TRIP AND RETURN VISIT After spring quarter is over, we will travel to Dresden for two weeks of intensive fieldwork. The fieldwork may involve visiting developments; interviewing planning officials, developers, etc.; collecting data; doing survey work; . . . and lots of other things. Unless you have specifically arranged it with me, I expect you to make the trip with us, and for those two weeks, to remain with the group, undertaking all of the activities that our hosts plan for us. In Dresden we will work and travel together as a class (in 1998 we visited Berlin, Leipzig, the Saxon Switzerland, the Czech Republic and many places in and around Dresden). Students will also work with their German colleagues on small group focused field projects, which will culminate in poster presentations. In the second half of August the TUD students will come to Columbus for fieldwork here. I hope that everyone will be able and willing to participate actively for the two weeks they will be here. If you are working try to arrange your schedules so that you will have time to attend our events (all day every day for two weeks). I will offer CRP 816 in the second term of summer quarter so that you can get course credit for strong participation with the German students’ visit. When the German students visit Columbus we will undertake a similar schedule including the small group field projects and poster presentations. In 1998 the Columbus schedule for the German visit included: a weekend in Cleveland, a hard hat tour of COSI's new site, several neighborhood tours, lunch on the 34th floor of the Huntington Tower, a visit to the Longaberger Basket Company Headquarters, lunch at the Kahiki, talks from the Columbus Auditor and Columbus Planners, a tour of the Darby Creek and many other activities. The local poster projects in central Ohio examined Campus Partners' plans, the Morse-Bethel Connector, residential development near a landfill in Delaware County, Gahanna's plans for riverfront development, and the problems of inner suburban areas. For background information on Columbus and Dresden, see:Americanization of German Cities: Case Studies in Housing (1998)

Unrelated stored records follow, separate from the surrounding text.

//! Linux slack reader: resolves the backing block device via `df`, locates
//! the file's last allocated block via `debugfs`, and raw-reads one cluster.

use std::fs::File;
use std::io::{Read, Seek, SeekFrom};
use std::path::Path;
use std::process::Command;

use super::{SlackDeviceHandle, SlackReader};
use crate::logging::LogContext;

pub struct LinuxSlackReader;

impl SlackReader for LinuxSlackReader {
    fn resolve_device(&self, source_root: &Path, log: &LogContext) -> SlackDeviceHandle {
        match device_loop_for(source_root) {
            Ok(Some(loop_dev)) => SlackDeviceHandle::Linux(loop_dev),
            Ok(None) => {
                log.error(format!("no backing device found for {}", source_root.display()));
                SlackDeviceHandle::None
            }
            Err(e) => {
                log.error(format!("df failed for {}: {}", source_root.display(), e));
                SlackDeviceHandle::None
            }
        }
    }

    fn read_slack_raw(&self, handle: &SlackDeviceHandle, file_path: &Path, cluster_size: u64, log: &LogContext) -> Vec<u8> {
        let device_loop = match handle {
            SlackDeviceHandle::Linux(dev) => dev,
            SlackDeviceHandle::None => return Vec::new(),
        };
        match last_block(file_path, device_loop) {
            // A file reported with zero blocks has no allocated cluster to
            // read slack from (§4.2 edge case).
            Ok(Some(0)) | Ok(None) => Vec::new(),
            Ok(Some(block)) => read_cluster(device_loop, block, cluster_size, log),
            Err(e) => {
                log.error(format!("debugfs failed for {}: {}", file_path.display(), e));
                Vec::new()
            }
        }
    }
}

/// Resolve the block device backing `path` from the first column of the
/// first `df -h` line starting with `/`.
fn device_loop_for(path: &Path) -> std::io::Result<Option<String>> {
    let output = Command::new("df").arg("-h").arg(path).output()?;
    let text = String::from_utf8_lossy(&output.stdout);
    for line in text.lines() {
        if line.starts_with('/') {
            if let Some(dev) = line.split_whitespace().next() {
                return Ok(Some(dev.to_string()));
            }
        }
    }
    Ok(None)
}

/// Locate the file's final allocated block number by parsing the trailing
/// token of `debugfs -R "blocks <path>" <device_loop>`.
fn last_block(file_path: &Path, device_loop: &str) -> std::io::Result<Option<u64>> {
    let cmd = format!("blocks {}", file_path.display());
    let output = Command::new("debugfs").arg("-R").arg(cmd).arg(device_loop).output()?;
    let text = String::from_utf8_lossy(&output.stdout);
    let last_token = text.split_whitespace().last();
    Ok(last_token.and_then(|t| t.parse::<u64>().ok()))
}

fn read_cluster(device_loop: &str, block: u64, cluster_size: u64, log: &LogContext) -> Vec<u8> {
    let start = block * cluster_size;
    match File::open(device_loop).and_then(|mut f| {
        f.seek(SeekFrom::Start(start))?;
        let mut buf = vec![0u8; cluster_size as usize];
        f.read_exact(&mut buf)?;
        Ok(buf)
    }) {
        Ok(buf) => buf,
        Err(e) => {
            log.error(format!("reading slack from {} at offset {}: {}", device_loop, start, e));
            Vec::new()
        }
    }
}
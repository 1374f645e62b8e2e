//! Reference archiver backend: a deflate-compressed ZIP container whose
//! member names equal the computed alias (§6 archive wire-contract).

use std::fs::File;
use std::io;
use std::path::{Path, PathBuf};

use zip::write::FileOptions;
use zip::{CompressionMethod, ZipWriter};

use crate::archiver::{Archiver, ArchiverFactory};
use crate::error::ArchiveError;

enum State {
    Closed,
    Open { writer: ZipWriter<File>, path: PathBuf },
}

pub struct ZipArchiver {
    state: State,
}

impl ZipArchiver {
    pub fn new() -> Self {
        ZipArchiver { state: State::Closed }
    }
}

impl Default for ZipArchiver {
    fn default() -> Self {
        Self::new()
    }
}

impl Archiver for ZipArchiver {
    fn provide(&mut self, location: &Path, name: &str) -> Result<(), ArchiveError> {
        if matches!(self.state, State::Open { .. }) {
            return Err(ArchiveError::AlreadyOpen);
        }
        let path = location.join(format!("{name}.zip"));
        let file = File::create(&path)?;
        let writer = ZipWriter::new(file);
        self.state = State::Open { writer, path };
        Ok(())
    }

    fn store_file(&mut self, source_path: &Path, alias: &str) -> Result<(), ArchiveError> {
        let writer = match &mut self.state {
            State::Open { writer, .. } => writer,
            State::Closed => return Err(ArchiveError::NotOpen),
        };
        let options = FileOptions::default().compression_method(CompressionMethod::Deflated);
        writer.start_file(alias, options)?;
        let mut source = File::open(source_path)?;
        io::copy(&mut source, writer)?;
        Ok(())
    }

    fn close(&mut self) -> Result<(), ArchiveError> {
        match std::mem::replace(&mut self.state, State::Closed) {
            State::Open { mut writer, .. } => {
                writer.finish()?;
                Ok(())
            }
            State::Closed => Err(ArchiveError::NotOpen),
        }
    }
}

pub struct ZipArchiverFactory;

impl ArchiverFactory for ZipArchiverFactory {
    fn new_archiver(&self) -> Box<dyn Archiver> {
        Box::new(ZipArchiver::new())
    }
}
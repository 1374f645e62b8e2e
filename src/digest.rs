//! Streaming digest engine: drives any non-empty subset of {SHA-1, SHA-256,
//! MD5} over a file without ever buffering more than one chunk.

use std::io::{self, Read};
use std::path::Path;

use md5::Md5;
use sha1::Sha1;
use sha2::Sha256;
use sha1::Digest as _;

use crate::model::Options;

/// Which algorithms are active for this run. Constant for the run's lifetime
/// (§3, invariant I1).
#[derive(Debug, Clone, Copy, PartialEq, Eq)]
pub struct DigestSelection {
    pub sha1: bool,
    pub sha256: bool,
    pub md5: bool,
}

impl DigestSelection {
    pub fn from_options(options: &Options) -> Self {
        DigestSelection {
            sha1: options.enable_sha1,
            sha256: options.enable_sha256,
            md5: options.enable_md5,
        }
    }
}

/// A finalized (sha1, sha256, md5) triple. Absent slots are `None`, never
/// the empty string (invariant I3).
#[derive(Debug, Clone, Default, PartialEq, Eq)]
pub struct DigestTriple {
    pub sha1: Option<String>,
    pub sha256: Option<String>,
    pub md5: Option<String>,
}

/// One in-progress hash computation per selected algorithm. Consumed by
/// `finalize`; callers must obtain a fresh engine for the next file.
pub struct DigestEngine {
    sha1: Option<Sha1>,
    sha256: Option<Sha256>,
    md5: Option<Md5>,
}

impl DigestEngine {
    pub fn new(selection: DigestSelection) -> Self {
        DigestEngine {
            sha1: selection.sha1.then(Sha1::new),
            sha256: selection.sha256.then(Sha256::new),
            md5: selection.md5.then(Md5::new),
        }
    }

    /// Feed a chunk to every selected algorithm. Tolerates zero-length chunks.
    pub fn update(&mut self, chunk: &[u8]) {
        if let Some(h) = self.sha1.as_mut() {
            h.update(chunk);
        }
        if let Some(h) = self.sha256.as_mut() {
            h.update(chunk);
        }
        if let Some(h) = self.md5.as_mut() {
            h.update(chunk);
        }
    }

    pub fn finalize(self) -> DigestTriple {
        DigestTriple {
            sha1: self.sha1.map(|h| hex_lower(&h.finalize())),
            sha256: self.sha256.map(|h| hex_lower(&h.finalize())),
            md5: self.md5.map(|h| hex_lower(&h.finalize())),
        }
    }
}

fn hex_lower(bytes: &[u8]) -> String {
    use std::fmt::Write;
    let mut out = String::with_capacity(bytes.len() * 2);
    for b in bytes {
        write!(out, "{:02x}", b).expect("writing to a String cannot fail");
    }
    out
}

/// Stream `path` through a fresh [`DigestEngine`] in `chunk_size`-sized reads
/// until EOF. No whole-file buffering (§4.1).
pub fn hash_file(path: &Path, selection: DigestSelection, chunk_size: usize) -> io::Result<DigestTriple> {
    let mut file = std::fs::File::open(path)?;
    let mut engine = DigestEngine::new(selection);
    let mut buf = vec![0u8; chunk_size.max(1)];
    loop {
        let n = file.read(&mut buf)?;
        if n == 0 {
            break;
        }
        engine.update(&buf[..n]);
    }
    Ok(engine.finalize())
}

#[cfg(test)]
mod tests {
    use super::*;

    #[test]
    fn triple_for_abc() {
        let sel = DigestSelection { sha1: true, sha256: true, md5: true };
        let mut engine = DigestEngine::new(sel);
        engine.update(b"abc");
        let triple = engine.finalize();
        assert_eq!(triple.sha1.as_deref(), Some("a9993e364706816aba3e25717850c26c9cd0d89d"));
        assert_eq!(
            triple.sha256.as_deref(),
            Some("ba7816bf8f01cfea414140de5dae2223b00361a396177a9cb410ff61f20015ad")
        );
        assert_eq!(triple.md5.as_deref(), Some("900150983cd24fb0d6963f7d28e17f72"));
    }

    #[test]
    fn absent_slots_are_none_not_empty() {
        let sel = DigestSelection { sha1: true, sha256: false, md5: false };
        let mut engine = DigestEngine::new(sel);
        engine.update(b"x");
        let triple = engine.finalize();
        assert!(triple.sha1.is_some());
        assert_eq!(triple.sha256, None);
        assert_eq!(triple.md5, None);
    }

    #[test]
    fn chunk_size_does_not_affect_digest() {
        let data = b"the quick brown fox jumps over the lazy dog, repeated a few times to exceed one byte";
        let sel = DigestSelection { sha1: true, sha256: false, md5: false };

        let mut one_byte_at_a_time = DigestEngine::new(sel);
        for byte in data {
            one_byte_at_a_time.update(std::slice::from_ref(byte));
        }

        let mut whole_chunk = DigestEngine::new(sel);
        whole_chunk.update(data);

        assert_eq!(one_byte_at_a_time.finalize(), whole_chunk.finalize());
    }

    #[test]
    fn zero_length_chunk_is_tolerated() {
        let sel = DigestSelection { sha1: true, sha256: false, md5: false };
        let mut engine = DigestEngine::new(sel);
        engine.update(b"");
        engine.update(b"data");
        engine.update(b"");
        let triple = engine.finalize();
        assert!(triple.sha1.is_some());
    }
}
//! Logging: a context-passed handle instead of an implicit global logger.
//!
//! The process-global logging backend ([`env_logger`]) is installed exactly
//! once, at the CLI entry point. Everywhere else in the crate — coordinator,
//! collector, archiver, store — takes a [`LogContext`] as a parameter and
//! records through it; no component reaches for `log::info!` directly
//! against a bare, context-free target.

use std::path::Path;

/// Run verbosity, mapped from `Options.log_level` or repeated `-v` flags.
#[derive(Debug, Clone, Copy, PartialEq, Eq, PartialOrd, Ord)]
pub enum Verbosity {
    Off,
    Error,
    Warn,
    Info,
    Debug,
    Trace,
}

impl Verbosity {
    pub fn to_level_filter(self) -> log::LevelFilter {
        match self {
            Verbosity::Off => log::LevelFilter::Off,
            Verbosity::Error => log::LevelFilter::Error,
            Verbosity::Warn => log::LevelFilter::Warn,
            Verbosity::Info => log::LevelFilter::Info,
            Verbosity::Debug => log::LevelFilter::Debug,
            Verbosity::Trace => log::LevelFilter::Trace,
        }
    }

    pub fn from_occurrences(count: u8) -> Self {
        match count {
            0 => Verbosity::Warn,
            1 => Verbosity::Info,
            2 => Verbosity::Debug,
            _ => Verbosity::Trace,
        }
    }
}

/// Install the global logging backend. Safe to call at most once per process;
/// the CLI entry point is the only caller.
pub fn init(verbosity: Verbosity, log_to_file: Option<&Path>) {
    let mut builder = env_logger::Builder::new();
    builder.filter_level(verbosity.to_level_filter());
    if let Some(dir) = log_to_file {
        if let Ok(file) = std::fs::File::create(dir.join("fdedup.log")) {
            builder.target(env_logger::Target::Pipe(Box::new(file)));
        }
    }
    // Re-initializing an already-installed logger is a programmer error in
    // this binary's single entry point; ignore if a test harness beat us to it.
    let _ = builder.try_init();
}

/// A cheaply-cloneable scope the core threads through instead of touching
/// global logger state.
#[derive(Debug, Clone)]
pub struct LogContext {
    scope: String,
}

impl LogContext {
    pub fn new(scope: impl Into<String>) -> Self {
        LogContext { scope: scope.into() }
    }

    /// Derive a child context, e.g. `root.with_scope(format!("device[{id}]"))`.
    pub fn with_scope(&self, scope: impl std::fmt::Display) -> Self {
        LogContext { scope: format!("{}::{}", self.scope, scope) }
    }

    pub fn error(&self, msg: impl std::fmt::Display) {
        log::error!("[{}] {}", self.scope, msg);
    }

    pub fn info(&self, msg: impl std::fmt::Display) {
        log::info!("[{}] {}", self.scope, msg);
    }

    pub fn debug(&self, msg: impl std::fmt::Display) {
        log::debug!("[{}] {}", self.scope, msg);
    }
}

impl Default for LogContext {
    fn default() -> Self {
        LogContext::new("fdedup")
    }
}
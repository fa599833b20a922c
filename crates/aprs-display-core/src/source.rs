//! Configuration source abstraction.
//!
//! This module provides a trait for configuration sources that can be
//! implemented differently on each platform:
//! - Linux: JSON file or process environment
//! - ESP32: compiled-in constants or NVS (Non-Volatile Storage)
//!
//! A source only produces raw strings; all validation happens in
//! [`crate::config::ConfigStore::load`], so the loading mechanism stays
//! pluggable without changing the store's contract.

use serde::{Deserialize, Serialize};
use std::path::{Path, PathBuf};

use crate::config::ConfigError;

/// Raw, unvalidated configuration fields as read from a source.
///
/// `None` means the field is absent from the source entirely;
/// `Some("")` means it is present but empty. The distinction matters:
/// absence is a validation error, emptiness often is not.
///
/// Serde names follow the persisted layout of the original Arduino
/// configuration header, so an exported file stays recognizable.
#[derive(Debug, Clone, Default, PartialEq, Serialize, Deserialize)]
pub struct RawConfig {
    #[serde(rename = "WIFI_SSID", skip_serializing_if = "Option::is_none")]
    pub wifi_ssid: Option<String>,

    #[serde(rename = "WIFI_PASSWORD", skip_serializing_if = "Option::is_none")]
    pub wifi_password: Option<String>,

    #[serde(rename = "APRS_MY_CALL", skip_serializing_if = "Option::is_none")]
    pub aprs_my_call: Option<String>,

    #[serde(rename = "APRS_THEIR_CALL", skip_serializing_if = "Option::is_none")]
    pub aprs_their_call: Option<String>,

    #[serde(rename = "APRS_PASSCODE", skip_serializing_if = "Option::is_none")]
    pub aprs_passcode: Option<String>,

    #[serde(rename = "APRS_FILTER", skip_serializing_if = "Option::is_none")]
    pub aprs_filter: Option<String>,

    #[serde(rename = "tzLocation", skip_serializing_if = "Option::is_none")]
    pub tz_location: Option<String>,
}

impl RawConfig {
    /// Compiled-in defaults matching the original configuration header:
    /// WiFi and uplink unconfigured, W4KRL-15 as the watched station,
    /// US Eastern time for the clock.
    pub fn defaults() -> Self {
        Self {
            wifi_ssid: Some(String::new()),
            wifi_password: Some(String::new()),
            aprs_my_call: Some(String::new()),
            aprs_their_call: Some("W4KRL-15".to_string()),
            aprs_passcode: Some(String::new()),
            aprs_filter: Some("b/W4KRL-*".to_string()),
            tz_location: Some("America/New_York".to_string()),
        }
    }
}

/// Abstract configuration source.
///
/// Implementations provide platform-specific reading mechanisms. All methods
/// are synchronous to support embedded platforms; `read` runs once during
/// process initialization, before any concurrent activity begins.
pub trait ConfigSource {
    /// Read the raw configuration fields.
    ///
    /// Fails only when the source itself cannot be read (missing file,
    /// malformed JSON); per-field problems are left to validation.
    fn read(&self) -> Result<RawConfig, ConfigError>;
}

/// Configuration source backed by the process environment.
///
/// Reads `WIFI_SSID`, `WIFI_PASSWORD`, `APRS_MY_CALL`, `APRS_THEIR_CALL`,
/// `APRS_PASSCODE`, `APRS_FILTER`, and `TZ_LOCATION`. An unset variable is
/// an absent field; a set-but-empty variable is present-but-empty.
#[derive(Debug, Clone, Default)]
pub struct EnvConfigSource;

impl EnvConfigSource {
    pub fn new() -> Self {
        Self
    }

    fn var(name: &str) -> Result<Option<String>, ConfigError> {
        match std::env::var(name) {
            Ok(value) => Ok(Some(value)),
            Err(std::env::VarError::NotPresent) => Ok(None),
            Err(e) => Err(ConfigError::Read(format!("{}: {}", name, e))),
        }
    }
}

impl ConfigSource for EnvConfigSource {
    fn read(&self) -> Result<RawConfig, ConfigError> {
        Ok(RawConfig {
            wifi_ssid: Self::var("WIFI_SSID")?,
            wifi_password: Self::var("WIFI_PASSWORD")?,
            aprs_my_call: Self::var("APRS_MY_CALL")?,
            aprs_their_call: Self::var("APRS_THEIR_CALL")?,
            aprs_passcode: Self::var("APRS_PASSCODE")?,
            aprs_filter: Self::var("APRS_FILTER")?,
            tz_location: Self::var("TZ_LOCATION")?,
        })
    }
}

/// Configuration source backed by a JSON file.
///
/// The file uses the persisted layout names, e.g.:
///
/// ```json
/// {
///   "WIFI_SSID": "",
///   "WIFI_PASSWORD": "",
///   "APRS_MY_CALL": "",
///   "APRS_THEIR_CALL": "W4KRL-15",
///   "APRS_PASSCODE": "",
///   "APRS_FILTER": "b/W4KRL-*",
///   "tzLocation": "America/New_York"
/// }
/// ```
#[derive(Debug, Clone)]
pub struct FileConfigSource {
    path: PathBuf,
}

impl FileConfigSource {
    pub fn new(path: impl Into<PathBuf>) -> Self {
        Self { path: path.into() }
    }

    /// Get the path this source reads from.
    pub fn path(&self) -> &Path {
        &self.path
    }
}

impl ConfigSource for FileConfigSource {
    fn read(&self) -> Result<RawConfig, ConfigError> {
        let contents = std::fs::read_to_string(&self.path)
            .map_err(|e| ConfigError::Read(format!("{}: {}", self.path.display(), e)))?;
        serde_json::from_str(&contents)
            .map_err(|e| ConfigError::Read(format!("{}: {}", self.path.display(), e)))
    }
}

Participation/Contribution Ideally, everyone in class will attend all sessions, will travel to Dresden with us and will be available in August to work with the Dresden students when they come here. The final aspects of the group projects cannot be completed until the Columbus field portion of the class is done – and that will happen in August. Some examples of the kinds of tasks we’ll need to get done over the course of the seminar include:
Keep track of what contributions you have made (I may not realize all the things you’ve done or forget in the rush of other things going on), and include the list as a separate page with your journal when you turn it in. Individual Journals
The journals will be due Sept. 27, 1999.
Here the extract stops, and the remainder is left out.